Segment Start: Records for this task
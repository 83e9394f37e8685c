//! REST API server implementation using Axum
//!
//! This module provides the REST API routes over the scheduling engine,
//! along with the OpenAPI document for the exposed endpoints.

use crate::api::{IngestRequest, IngestResponse, StatusResponse};
use axum::{
    extract::{Path, State},
    http::{HeaderValue, Method, StatusCode},
    response::IntoResponse,
    routing::{get, post},
    Json, Router,
};
use ingestq_core::config::ServerConfig;
use ingestq_core::error::Error;
use ingestq_scheduler::Scheduler;
use std::sync::Arc;
use tower_http::cors::{AllowOrigin, CorsLayer};
use tower_http::trace::TraceLayer;
#[cfg(feature = "openapi")]
use utoipa::OpenApi;
use uuid::Uuid;

/// Shared application state
#[derive(Clone)]
pub(crate) struct AppState {
    pub(crate) scheduler: Arc<Scheduler>,
}

/// Build the Axum router with all endpoints
pub fn build_router(scheduler: Arc<Scheduler>, server_config: &ServerConfig) -> Router {
    let state = AppState { scheduler };

    let router = Router::new()
        // Ingestion endpoints
        .route("/api/v1/ingest", post(ingest_handler))
        .route("/api/v1/status/{ingestion_id}", get(status_handler))
        // Health check
        .route("/health", get(health_handler));

    // OpenAPI documentation
    #[cfg(feature = "openapi")]
    let router = router.route("/api-docs/openapi.json", get(openapi_handler));

    // Configure CORS based on allowed_origins
    let cors_layer = if server_config.allowed_origins.is_empty() {
        // CORS disabled
        CorsLayer::new()
    } else if server_config.allowed_origins.contains(&"*".to_string()) {
        // Allow all origins
        CorsLayer::permissive()
    } else {
        // Allow specific origins
        let origins: Vec<HeaderValue> = server_config
            .allowed_origins
            .iter()
            .filter_map(|origin| HeaderValue::from_str(origin).ok())
            .collect();

        CorsLayer::new()
            .allow_methods([Method::GET, Method::POST, Method::OPTIONS])
            .allow_headers([axum::http::header::CONTENT_TYPE])
            .allow_origin(AllowOrigin::list(origins))
    };

    router
        .layer(cors_layer)
        .layer(TraceLayer::new_for_http())
        .with_state(state)
}

/// POST /api/v1/ingest
#[cfg_attr(feature = "openapi", utoipa::path(
    post,
    path = "/api/v1/ingest",
    request_body = IngestRequest,
    responses(
        (status = 200, description = "Submission accepted and queued", body = IngestResponse),
        (status = 400, description = "Empty work-item list or unrecognized priority class"),
        (status = 500, description = "Internal server error")
    ),
    tag = "ingestion"
))]
async fn ingest_handler(
    State(state): State<AppState>,
    Json(request): Json<IngestRequest>,
) -> Result<Json<IngestResponse>, ApiError> {
    let priority = request.parse_priority()?;

    tracing::info!(
        "Ingest request: {} items, priority={priority}",
        request.ids.len()
    );

    let ingestion_id = state.scheduler.submit(request.ids, priority).await?;
    Ok(Json(IngestResponse { ingestion_id }))
}

/// GET /api/v1/status/{ingestion_id}
#[cfg_attr(feature = "openapi", utoipa::path(
    get,
    path = "/api/v1/status/{ingestion_id}",
    params(
        ("ingestion_id" = Uuid, Path, description = "Identifier returned by the ingest endpoint")
    ),
    responses(
        (status = 200, description = "Current ingestion status with per-batch detail", body = StatusResponse),
        (status = 400, description = "Malformed ingestion identifier"),
        (status = 404, description = "Unknown ingestion identifier"),
        (status = 500, description = "Internal server error")
    ),
    tag = "ingestion"
))]
async fn status_handler(
    State(state): State<AppState>,
    Path(ingestion_id): Path<Uuid>,
) -> Result<Json<StatusResponse>, ApiError> {
    tracing::debug!(%ingestion_id, "Status lookup");

    let ingestion = state.scheduler.status(ingestion_id)?;
    Ok(Json(StatusResponse::from(ingestion)))
}

/// GET /health
#[cfg_attr(feature = "openapi", utoipa::path(
    get,
    path = "/health",
    responses(
        (status = 200, description = "Service is healthy")
    ),
    tag = "health"
))]
async fn health_handler() -> impl IntoResponse {
    use serde_json::json;

    let health_status = json!({
        "status": "healthy",
        "version": env!("CARGO_PKG_VERSION"),
    });

    (StatusCode::OK, Json(health_status))
}

/// GET /api-docs/openapi.json
#[cfg(feature = "openapi")]
async fn openapi_handler() -> Json<utoipa::openapi::OpenApi> {
    Json(ApiDoc::openapi())
}

/// Error handling for API endpoints
#[derive(Debug)]
pub enum ApiError {
    InvalidRequest(String),
    NotFound(String),
    Internal(anyhow::Error),
}

impl IntoResponse for ApiError {
    fn into_response(self) -> axum::response::Response {
        let (status, message) = match self {
            ApiError::InvalidRequest(msg) => (StatusCode::BAD_REQUEST, msg),
            ApiError::NotFound(msg) => (StatusCode::NOT_FOUND, msg),
            ApiError::Internal(err) => {
                // Log the full error details for debugging
                tracing::error!("Internal server error: {err:?}");
                // Return a generic message to the client to avoid information disclosure
                (
                    StatusCode::INTERNAL_SERVER_ERROR,
                    "An internal server error occurred".to_string(),
                )
            }
        };

        (status, Json(serde_json::json!({ "error": message }))).into_response()
    }
}

impl From<Error> for ApiError {
    fn from(err: Error) -> Self {
        match err {
            Error::InvalidSubmission(_) => ApiError::InvalidRequest(err.to_string()),
            Error::NotFound(_) => ApiError::NotFound(err.to_string()),
            other => ApiError::Internal(other.into()),
        }
    }
}

/// OpenAPI documentation
#[cfg(feature = "openapi")]
#[derive(OpenApi)]
#[openapi(
    paths(ingest_handler, status_handler, health_handler),
    components(schemas(
        IngestRequest,
        IngestResponse,
        StatusResponse,
        ingestq_core::types::Batch,
        ingestq_core::types::BatchStatus,
        ingestq_core::types::IngestionStatus,
        ingestq_core::types::WorkItemId,
    )),
    tags(
        (name = "ingestion", description = "Submission and status endpoints"),
        (name = "health", description = "Health check endpoints")
    )
)]
struct ApiDoc;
Segment End: Records for this task
● **Exercise**
Please transcribe the data above without changes, from its first line to its "Shared application state" line, and leave out anything past that.

● **Answer space**
repository 83e9394f37e8685c
//! REST API server implementation using Axum
//!
//! This module provides the REST API routes over the scheduling engine,
//! along with the OpenAPI document for the exposed endpoints.

use crate::api::{IngestRequest, IngestResponse, StatusResponse};
use axum::{
    extract::{Path, State},
    http::{HeaderValue, Method, StatusCode},
    response::IntoResponse,
    routing::{get, post},
    Json, Router,
};
use ingestq_core::config::ServerConfig;
use ingestq_core::error::Error;
use ingestq_scheduler::Scheduler;
use std::sync::Arc;
use tower_http::cors::{AllowOrigin, CorsLayer};
use tower_http::trace::TraceLayer;
#[cfg(feature = "openapi")]
use utoipa::OpenApi;
use uuid::Uuid;

/// Shared application state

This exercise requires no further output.